══ Raw data ══

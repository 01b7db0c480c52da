//! Failure classification for commit-time errors
//!
//! Maps a backend failure (plus, when needed, the result of an existence
//! probe) onto the outcome the caller sees. The functions here are pure so
//! the decision table can be tested without a backend.
//!
//! A *precondition rejection* is either an HTTP 412 or an HTTP 200 whose
//! error code is `PreconditionFailed`. The second form is how
//! `CompleteMultipartUpload` reports failures after it has already started
//! streaming a success status.

use super::error::{ErrorOrigin, S3Error};

/// HTTP status for a failed `If-None-Match` precondition
pub const PRECONDITION_FAILED_STATUS: u16 = 412;

/// Error code carried by precondition failures
pub const PRECONDITION_FAILED_CODE: &str = "PreconditionFailed";

/// The parts of a backend failure that drive classification
#[derive(Debug, Clone, Copy, PartialEq, Eq)]
pub struct FailureSignal<'a> {
    pub status: Option<u16>,
    pub code: Option<&'a str>,
    pub origin: Option<ErrorOrigin>,
}

impl<'a> FailureSignal<'a> {
    pub fn from_error(err: &'a S3Error) -> Self {
        Self {
            status: err.status(),
            code: err.code(),
            origin: err.origin(),
        }
    }

    /// Whether the backend rejected the `If-None-Match` precondition
    pub fn is_precondition_rejection(&self) -> bool {
        match self.status {
            Some(PRECONDITION_FAILED_STATUS) => true,
            Some(200) => self.code == Some(PRECONDITION_FAILED_CODE),
            _ => false,
        }
    }

    /// Retriability by origin: rejected requests are final, everything else
    /// (service faults, transport failures) may be retried
    pub fn is_retriable(&self) -> bool {
        !matches!(self.origin, Some(ErrorOrigin::Client))
    }
}

/// Result of asking the backend whether the target object exists
#[derive(Debug, Clone, Copy, PartialEq, Eq)]
pub enum ProbeOutcome {
    Exists,
    Absent,
    /// The probe itself failed
    Unavailable,
}

/// What the caller is told about a failed write
#[derive(Debug, Clone, Copy, PartialEq, Eq)]
pub enum FailureKind {
    /// Surface as a recoverable I/O failure
    Recoverable { retriable: bool },

    /// Another writer already produced the object
    TargetExists,

    /// Backend claimed the object exists but it cannot be found
    ConsistencyFault,
}

/// Whether classification of `signal` needs an existence probe first
pub fn requires_existence_probe(signal: &FailureSignal<'_>, conditional_writes: bool) -> bool {
    conditional_writes && signal.is_precondition_rejection()
}

/// Classify a failure from a commit-path call.
///
/// `probe` is consulted only when [`requires_existence_probe`] is true. A
/// missing or failed probe falls back to a retriable recoverable error,
/// since the outcome of the write is unknown.
pub fn classify(
    signal: &FailureSignal<'_>,
    conditional_writes: bool,
    probe: Option<ProbeOutcome>,
) -> FailureKind {
    if requires_existence_probe(signal, conditional_writes) {
        return match probe {
            Some(ProbeOutcome::Exists) => FailureKind::TargetExists,
            Some(ProbeOutcome::Absent) => FailureKind::ConsistencyFault,
            Some(ProbeOutcome::Unavailable) | None => FailureKind::Recoverable { retriable: true },
        };
    }

    FailureKind::Recoverable {
        retriable: signal.is_retriable(),
    }
}

#[cfg(test)]
mod tests {
    use super::*;

    fn signal(status: u16, code: &str) -> FailureSignal<'_> {
        FailureSignal {
            status: Some(status),
            code: Some(code),
            origin: Some(ErrorOrigin::from_response(status, code)),
        }
    }

    #[test]
    fn test_precondition_rejection_forms() {
        assert!(signal(412, "PreconditionFailed").is_precondition_rejection());
        assert!(signal(412, "Whatever").is_precondition_rejection());
        assert!(signal(200, "PreconditionFailed").is_precondition_rejection());

        assert!(!signal(200, "InternalError").is_precondition_rejection());
        assert!(!signal(422, "PreconditionFailed").is_precondition_rejection());
        assert!(!signal(409, "ConditionalRequestConflict").is_precondition_rejection());
    }

    #[test]
    fn test_probe_only_with_conditional_writes() {
        let s = signal(412, "PreconditionFailed");
        assert!(requires_existence_probe(&s, true));
        assert!(!requires_existence_probe(&s, false));
    }

    #[test]
    fn test_classify_conditional_rejection() {
        let s = signal(412, "PreconditionFailed");
        assert_eq!(
            classify(&s, true, Some(ProbeOutcome::Exists)),
            FailureKind::TargetExists
        );
        assert_eq!(
            classify(&s, true, Some(ProbeOutcome::Absent)),
            FailureKind::ConsistencyFault
        );
        assert_eq!(
            classify(&s, true, Some(ProbeOutcome::Unavailable)),
            FailureKind::Recoverable { retriable: true }
        );

        let quirk = signal(200, "PreconditionFailed");
        assert_eq!(
            classify(&quirk, true, Some(ProbeOutcome::Exists)),
            FailureKind::TargetExists
        );
    }

    #[test]
    fn test_classify_without_conditional_policy() {
        let s = signal(412, "PreconditionFailed");
        assert_eq!(
            classify(&s, false, Some(ProbeOutcome::Exists)),
            FailureKind::Recoverable { retriable: false }
        );
    }

    #[test]
    fn test_classify_by_origin() {
        assert_eq!(
            classify(&signal(422, "Unprocessable"), true, None),
            FailureKind::Recoverable { retriable: false }
        );
        assert_eq!(
            classify(&signal(503, "SlowDown"), true, None),
            FailureKind::Recoverable { retriable: true }
        );

        let transport = FailureSignal {
            status: None,
            code: None,
            origin: None,
        };
        assert_eq!(
            classify(&transport, true, None),
            FailureKind::Recoverable { retriable: true }
        );
    }

    #[test]
    fn test_signal_from_error() {
        let err = S3Error::client(412, PRECONDITION_FAILED_CODE, "At least one precondition failed")
            .context("Failed to complete multipart upload");
        let s = FailureSignal::from_error(&err);
        assert_eq!(s.status, Some(412));
        assert_eq!(s.code, Some(PRECONDITION_FAILED_CODE));
        assert_eq!(s.origin, Some(ErrorOrigin::Client));
    }
}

═══

▸ What to work on
The records above should be restated exactly, line for line.

▸ Solution below
repository 01b7db0c480c52da
//! Failure classification for commit-time errors
//!
//! Maps a backend failure (plus, when needed, the result of an existence
//! probe) onto the outcome the caller sees. The functions here are pure so
//! the decision table can be tested without a backend.
//!
//! A *precondition rejection* is either an HTTP 412 or an HTTP 200 whose
//! error code is `PreconditionFailed`. The second form is how
//! `CompleteMultipartUpload` reports failures after it has already started
//! streaming a success status.

use super::error::{ErrorOrigin, S3Error};

/// HTTP status for a failed `If-None-Match` precondition
pub const PRECONDITION_FAILED_STATUS: u16 = 412;

/// Error code carried by precondition failures
pub const PRECONDITION_FAILED_CODE: &str = "PreconditionFailed";

/// The parts of a backend failure that drive classification
#[derive(Debug, Clone, Copy, PartialEq, Eq)]
pub struct FailureSignal<'a> {
    pub status: Option<u16>,
    pub code: Option<&'a str>,
    pub origin: Option<ErrorOrigin>,
}

impl<'a> FailureSignal<'a> {
    pub fn from_error(err: &'a S3Error) -> Self {
        Self {
            status: err.status(),
            code: err.code(),
            origin: err.origin(),
        }
    }

    /// Whether the backend rejected the `If-None-Match` precondition
    pub fn is_precondition_rejection(&self) -> bool {
        match self.status {
            Some(PRECONDITION_FAILED_STATUS) => true,
            Some(200) => self.code == Some(PRECONDITION_FAILED_CODE),
            _ => false,
        }
    }

    /// Retriability by origin: rejected requests are final, everything else
    /// (service faults, transport failures) may be retried
    pub fn is_retriable(&self) -> bool {
        !matches!(self.origin, Some(ErrorOrigin::Client))
    }
}

/// Result of asking the backend whether the target object exists
#[derive(Debug, Clone, Copy, PartialEq, Eq)]
pub enum ProbeOutcome {
    Exists,
    Absent,
    /// The probe itself failed
    Unavailable,
}

/// What the caller is told about a failed write
#[derive(Debug, Clone, Copy, PartialEq, Eq)]
pub enum FailureKind {
    /// Surface as a recoverable I/O failure
    Recoverable { retriable: bool },

    /// Another writer already produced the object
    TargetExists,

    /// Backend claimed the object exists but it cannot be found
    ConsistencyFault,
}

/// Whether classification of `signal` needs an existence probe first
pub fn requires_existence_probe(signal: &FailureSignal<'_>, conditional_writes: bool) -> bool {
    conditional_writes && signal.is_precondition_rejection()
}

/// Classify a failure from a commit-path call.
///
/// `probe` is consulted only when [`requires_existence_probe`] is true. A
/// missing or failed probe falls back to a retriable recoverable error,
/// since the outcome of the write is unknown.
pub fn classify(
    signal: &FailureSignal<'_>,
    conditional_writes: bool,
    probe: Option<ProbeOutcome>,
) -> FailureKind {
    if requires_existence_probe(signal, conditional_writes) {
        return match probe {
            Some(ProbeOutcome::Exists) => FailureKind::TargetExists,
            Some(ProbeOutcome::Absent) => FailureKind::ConsistencyFault,
            Some(ProbeOutcome::Unavailable) | None => FailureKind::Recoverable { retriable: true },
        };
    }

    FailureKind::Recoverable {
        retriable: signal.is_retriable(),
    }
}

#[cfg(test)]
mod tests {
    use super::*;

    fn signal(status: u16, code: &str) -> FailureSignal<'_> {
        FailureSignal {
            status: Some(status),
            code: Some(code),
            origin: Some(ErrorOrigin::from_response(status, code)),
        }
    }

    #[test]
    fn test_precondition_rejection_forms() {
        assert!(signal(412, "PreconditionFailed").is_precondition_rejection());
        assert!(signal(412, "Whatever").is_precondition_rejection());
        assert!(signal(200, "PreconditionFailed").is_precondition_rejection());

        assert!(!signal(200, "InternalError").is_precondition_rejection());
        assert!(!signal(422, "PreconditionFailed").is_precondition_rejection());
        assert!(!signal(409, "ConditionalRequestConflict").is_precondition_rejection());
    }

    #[test]
    fn test_probe_only_with_conditional_writes() {
        let s = signal(412, "PreconditionFailed");
        assert!(requires_existence_probe(&s, true));
        assert!(!requires_existence_probe(&s, false));
    }

    #[test]
    fn test_classify_conditional_rejection() {
        let s = signal(412, "PreconditionFailed");
        assert_eq!(
            classify(&s, true, Some(ProbeOutcome::Exists)),
            FailureKind::TargetExists
        );
        assert_eq!(
            classify(&s, true, Some(ProbeOutcome::Absent)),
            FailureKind::ConsistencyFault
        );
        assert_eq!(
            classify(&s, true, Some(ProbeOutcome::Unavailable)),
            FailureKind::Recoverable { retriable: true }
        );

        let quirk = signal(200, "PreconditionFailed");
        assert_eq!(
            classify(&quirk, true, Some(ProbeOutcome::Exists)),
            FailureKind::TargetExists
        );
    }

    #[test]
    fn test_classify_without_conditional_policy() {
        let s = signal(412, "PreconditionFailed");
        assert_eq!(
            classify(&s, false, Some(ProbeOutcome::Exists)),
            FailureKind::Recoverable { retriable: false }
        );
    }

    #[test]
    fn test_classify_by_origin() {
        assert_eq!(
            classify(&signal(422, "Unprocessable"), true, None),
            FailureKind::Recoverable { retriable: false }
        );
        assert_eq!(
            classify(&signal(503, "SlowDown"), true, None),
            FailureKind::Recoverable { retriable: true }
        );

        let transport = FailureSignal {
            status: None,
            code: None,
            origin: None,
        };
        assert_eq!(
            classify(&transport, true, None),
            FailureKind::Recoverable { retriable: true }
        );
    }

    #[test]
    fn test_signal_from_error() {
        let err = S3Error::client(412, PRECONDITION_FAILED_CODE, "At least one precondition failed")
            .context("Failed to complete multipart upload");
        let s = FailureSignal::from_error(&err);
        assert_eq!(s.status, Some(412));
        assert_eq!(s.code, Some(PRECONDITION_FAILED_CODE));
        assert_eq!(s.origin, Some(ErrorOrigin::Client));
    }
}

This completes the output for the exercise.